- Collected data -
Start of Block

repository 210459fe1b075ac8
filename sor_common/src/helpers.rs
/// Returns the trimmed string if it contains anything other than whitespace.
///
/// Identifier fields (payment ids, idempotency tokens) are only meaningful when they carry a
/// real value; an empty or whitespace-only field is treated the same as an absent one.
pub fn trimmed_non_empty(value: Option<&str>) -> Option<&str> {
    match value {
        Some(v) => {
            let v = v.trim();
            (!v.is_empty()).then_some(v)
        },
        None => None,
    }
}

#[cfg(test)]
mod test {
    use super::*;

    #[test]
    fn whitespace_is_the_same_as_absent() {
        assert_eq!(trimmed_non_empty(None), None);
        assert_eq!(trimmed_non_empty(Some("")), None);
        assert_eq!(trimmed_non_empty(Some("   \t")), None);
        assert_eq!(trimmed_non_empty(Some("  pay_123 ")), Some("pay_123"));
    }
}
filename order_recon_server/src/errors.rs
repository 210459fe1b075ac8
use actix_web::{
    error::ResponseError,
    http::{header::ContentType, StatusCode},
    HttpResponse,
};
use order_recon_engine::OrderFlowError;
use thiserror::Error;

#[derive(Debug, Error)]
pub enum ServerError {
    #[error("Could not initialize server. {0}")]
    InitializeError(String),
    #[error("An error occurred on the backend of the server. {0}")]
    BackendError(String),
    #[error("Could not read request body: {0}")]
    InvalidRequestBody(String),
    #[error("An I/O error happened in the server. {0}")]
    IOError(#[from] std::io::Error),
    #[error("Order error. {0}")]
    OrderFlowError(#[from] OrderFlowError),
    #[error("UnspecifiedError. {0}")]
    Unspecified(String),
}

impl ResponseError for ServerError {
    fn status_code(&self) -> StatusCode {
        match self {
            Self::InvalidRequestBody(_) => StatusCode::BAD_REQUEST,
            Self::OrderFlowError(e) => match e {
                OrderFlowError::ValidationError(_) => StatusCode::BAD_REQUEST,
                OrderFlowError::PlaceholderCustomer(_) => StatusCode::BAD_REQUEST,
                OrderFlowError::InvalidTransition { .. } => StatusCode::BAD_REQUEST,
                OrderFlowError::OrderNotFound(_) => StatusCode::NOT_FOUND,
                OrderFlowError::NothingToRestore(_) => StatusCode::NOT_FOUND,
                OrderFlowError::StoreError(_) => StatusCode::INTERNAL_SERVER_ERROR,
            },
            Self::InitializeError(_) => StatusCode::INTERNAL_SERVER_ERROR,
            Self::BackendError(_) => StatusCode::INTERNAL_SERVER_ERROR,
            Self::IOError(_) => StatusCode::INTERNAL_SERVER_ERROR,
            Self::Unspecified(_) => StatusCode::INTERNAL_SERVER_ERROR,
        }
    }

    fn error_response(&self) -> HttpResponse {
        HttpResponse::build(self.status_code())
            .insert_header(ContentType::json())
            .body(serde_json::json!({ "error": self.to_string() }).to_string())
    }
}
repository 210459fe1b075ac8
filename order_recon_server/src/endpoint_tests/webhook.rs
use actix_web::{http::StatusCode, test::TestRequest};
use order_recon_engine::db_types::Order;
use serde_json::json;

use super::helpers::{send, test_api};
use crate::data_objects::JsonResponse;

#[actix_web::test]
async fn payment_confirmation_creates_an_order() {
    let api = test_api();
    let event = json!({
        "paymentId": "pay_123",
        "amount": 47.49,
        "payerEmail": "jane@example.com",
        "payerName": "Jane Doe"
    });
    let (status, body) = send(&api, TestRequest::post().uri("/webhook/payment_confirmed").set_json(event)).await;
    assert_eq!(status, StatusCode::OK);
    let ack: JsonResponse = serde_json::from_str(&body).unwrap();
    assert!(ack.success);

    let (_, body) = send(&api, TestRequest::get().uri("/api/orders")).await;
    let all: Vec<Order> = serde_json::from_str(&body).unwrap();
    assert_eq!(all.len(), 1);
    assert_eq!(all[0].payment_id.as_deref(), Some("pay_123"));
}

#[actix_web::test]
async fn unresolvable_notifications_are_still_acknowledged() {
    let api = test_api();
    // No payer email: the fallback candidate fails validation, but the processor must
    // still receive a 200 or it will hammer us with redeliveries.
    let event = json!({ "paymentId": "pay_456", "amount": 10.0 });
    let (status, body) = send(&api, TestRequest::post().uri("/webhook/payment_confirmed").set_json(event)).await;
    assert_eq!(status, StatusCode::OK);
    let ack: JsonResponse = serde_json::from_str(&body).unwrap();
    assert!(!ack.success);

    let (_, body) = send(&api, TestRequest::get().uri("/api/orders")).await;
    let all: Vec<Order> = serde_json::from_str(&body).unwrap();
    assert!(all.is_empty());
}

#[actix_web::test]
async fn redelivered_notifications_do_not_duplicate() {
    let api = test_api();
    let event = json!({
        "paymentId": "pay_789",
        "amount": 15.0,
        "payerEmail": "sam@example.com",
        "payerName": "Sam Smith"
    });
    for _ in 0..3 {
        let (status, _) = send(&api, TestRequest::post().uri("/webhook/payment_confirmed").set_json(&event)).await;
        assert_eq!(status, StatusCode::OK);
    }
    let (_, body) = send(&api, TestRequest::get().uri("/api/orders")).await;
    let all: Vec<Order> = serde_json::from_str(&body).unwrap();
    assert_eq!(all.len(), 1);
}
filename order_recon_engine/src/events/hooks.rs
use std::{future::Future, pin::Pin, sync::Arc};

use crate::events::{EventHandler, EventProducer, Handler, OrderCreatedEvent, OrderStatusChangedEvent};

#[derive(Default, Clone)]
pub struct EventProducers {
    pub order_created_producer: Vec<EventProducer<OrderCreatedEvent>>,
    pub status_changed_producer: Vec<EventProducer<OrderStatusChangedEvent>>,
}

pub struct EventHandlers {
    pub on_order_created: Option<EventHandler<OrderCreatedEvent>>,
    pub on_status_changed: Option<EventHandler<OrderStatusChangedEvent>>,
}

impl EventHandlers {
    pub fn new(buffer_size: usize, hooks: EventHooks) -> Self {
        let on_order_created = hooks.on_order_created.map(|f| EventHandler::new(buffer_size, f));
        let on_status_changed = hooks.on_status_changed.map(|f| EventHandler::new(buffer_size, f));
        Self { on_order_created, on_status_changed }
    }

    pub fn producers(&self) -> EventProducers {
        let mut result = EventProducers::default();
        if let Some(handler) = &self.on_order_created {
            result.order_created_producer.push(handler.subscribe());
        }
        if let Some(handler) = &self.on_status_changed {
            result.status_changed_producer.push(handler.subscribe());
        }
        result
    }

    pub async fn start_handlers(self) {
        if let Some(handler) = self.on_order_created {
            tokio::spawn(async move {
                handler.start_handler().await;
            });
        }
        if let Some(handler) = self.on_status_changed {
            tokio::spawn(async move {
                handler.start_handler().await;
            });
        }
    }
}

#[derive(Default, Clone)]
pub struct EventHooks {
    pub on_order_created: Option<Handler<OrderCreatedEvent>>,
    pub on_status_changed: Option<Handler<OrderStatusChangedEvent>>,
}

impl EventHooks {
    pub fn on_order_created<F>(&mut self, f: F) -> &mut Self
    where F: (Fn(OrderCreatedEvent) -> Pin<Box<dyn Future<Output = ()> + Send>>) + Send + Sync + 'static {
        self.on_order_created = Some(Arc::new(f));
        self
    }

    pub fn on_status_changed<F>(&mut self, f: F) -> &mut Self
    where F: (Fn(OrderStatusChangedEvent) -> Pin<Box<dyn Future<Output = ()> + Send>>) + Send + Sync + 'static {
        self.on_status_changed = Some(Arc::new(f));
        self
    }
}
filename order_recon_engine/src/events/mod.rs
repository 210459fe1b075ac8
mod channel;
mod event_types;
mod hooks;

pub use channel::{EventHandler, EventProducer, Handler};
pub use event_types::*;
pub use hooks::{EventHandlers, EventHooks, EventProducers};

End of Block

The exercise is to copy out every line above that has the word "crate" in it.

use crate::data_objects::JsonResponse;
use crate::events::{EventHandler, EventProducer, Handler, OrderCreatedEvent, OrderStatusChangedEvent};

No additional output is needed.